With that in mind, the governor and a team of Super Bowl backers are expected to travel to New York City this weekend to pitch the state to the NFL to host the big game that year.

"The Super Bowl in Indianapolis a couple of years ago brought $324 million to that city and that area," Dayton said at a press conference as he introduced the team he named to make a bid for the game. "And we expect more than that in 2018 if we're successful.

By attracting visitors from other states and countries, a Super Bowl likely would bring the Twin Cities nearly $500 million, said Dayton, who introduced Ecolab CEO Doug Baker and US Bank CEO Richard Davis as chairs of the event. Joining them will be former Carlson Cos. CEO Marilyn Carlson Nelson -- who helped lead the state's bid for the 1992 game.

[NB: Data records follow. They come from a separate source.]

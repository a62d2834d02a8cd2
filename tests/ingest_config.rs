// tests/ingest_config.rs
use briefed::config::{load_config_default, load_config_from, BriefedConfig, ENV_CONFIG_PATH, ENV_OUTPUT_PATH};
use std::path::PathBuf;
use std::{env, fs};

const MINIMAL: &str = r#"
[pipeline]
items_per_source = 3

[[sources]]
name = "Only"
url = "https://only.test/feed"
"#;

#[test]
fn load_from_explicit_path() {
    let dir = tempfile::tempdir().unwrap();
    let p = dir.path().join("briefed.toml");
    fs::write(&p, MINIMAL).unwrap();

    let cfg = load_config_from(&p).unwrap();
    assert_eq!(cfg.sources.len(), 1);
    assert_eq!(cfg.pipeline.items_per_source, 3);
    assert_eq!(cfg.pipeline.summary_sentences, 2);
    assert_eq!(cfg.pipeline.timeout_secs, 10);
}

#[test]
fn invalid_file_is_a_startup_error() {
    let dir = tempfile::tempdir().unwrap();
    let p = dir.path().join("empty.toml");
    fs::write(&p, "[pipeline]\nitems_per_source = 3\n").unwrap();
    let err = load_config_from(&p).unwrap_err();
    assert!(format!("{err:#}").contains("no feed sources configured"));

    let p2 = dir.path().join("garbage.toml");
    fs::write(&p2, "this is = = not toml").unwrap();
    assert!(load_config_from(&p2).is_err());
}

#[test]
fn shipped_config_file_is_valid() {
    let p = PathBuf::from(env!("CARGO_MANIFEST_DIR")).join("config/briefed.toml");
    let cfg = load_config_from(&p).unwrap();
    assert_eq!(cfg.sources, BriefedConfig::default_seed().sources);
    assert_eq!(cfg.categories, BriefedConfig::default_seed().categories);
}

#[serial_test::serial]
#[test]
fn default_uses_env_then_fallbacks() {
    // Isolate CWD so the repo's own config/ is not picked up
    let old = env::current_dir().unwrap();
    let tmp = tempfile::tempdir().unwrap();
    env::set_current_dir(tmp.path()).unwrap();

    env::remove_var(ENV_CONFIG_PATH);
    env::remove_var(ENV_OUTPUT_PATH);

    // 1) Nothing on disk → built-in seed
    let v = load_config_default().unwrap();
    assert_eq!(v, BriefedConfig::default_seed());

    // 2) ./config/briefed.toml
    let cfg_dir = tmp.path().join("config");
    fs::create_dir_all(&cfg_dir).unwrap();
    fs::write(cfg_dir.join("briefed.toml"), MINIMAL).unwrap();
    let v2 = load_config_default().unwrap();
    assert_eq!(v2.sources[0].name, "Only");

    // 3) Env path wins
    let p_env = tmp.path().join("other.toml");
    fs::write(
        &p_env,
        "[[sources]]\nname = \"Env\"\nurl = \"http://env.test/rss\"\n",
    )
    .unwrap();
    env::set_var(ENV_CONFIG_PATH, p_env.display().to_string());
    let v3 = load_config_default().unwrap();
    assert_eq!(v3.sources[0].name, "Env");

    // 4) Env path to nowhere is an error, not a silent fallback
    env::set_var(ENV_CONFIG_PATH, tmp.path().join("missing.toml").display().to_string());
    assert!(load_config_default().is_err());
    env::remove_var(ENV_CONFIG_PATH);

    // 5) Output override
    env::set_var(ENV_OUTPUT_PATH, "public/index.html");
    let v5 = load_config_default().unwrap();
    assert_eq!(v5.pipeline.output_path, PathBuf::from("public/index.html"));
    env::remove_var(ENV_OUTPUT_PATH);

    env::set_current_dir(&old).unwrap();
}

Minneapolis and its under-construction stadium were named finalists for the 2018 Super Bowl in October, along with New Orleans and Indianapolis. The winner isn't expected to be named until this spring, but the Vikings and stadium officials are hoping to close the deal this weekend.

Their New York visit includes a Super Bowl eve reception at Il Gattopardo on 54th St. in Manhattan -- part of the so-called "Millionaire's Row" area and right behind the Museum of Modern Art.

"It'll include NFL dignitaries, Vikings ownership, Vikings front office, current and former players, as well as business partners and community leaders from Minnesota," Vikings vice president Lester Bagley said.

The bid includes a 190-page list of specifications for a host city. There is also a significant amount of money to raise. Bagley said Indianapolis raised $30 million to win the Super Bowl in 2012 and Dallas raised $40 million to host the game in 2011.

Meet Minneapolis CEO Melvin Tennant said that Minneapolis would host other events, like the NFL Experience at the Minneapolis Convention Center. He also said the Twin Cities has to demonstrate it has 19,000 hotel rooms for a four-night period around the game.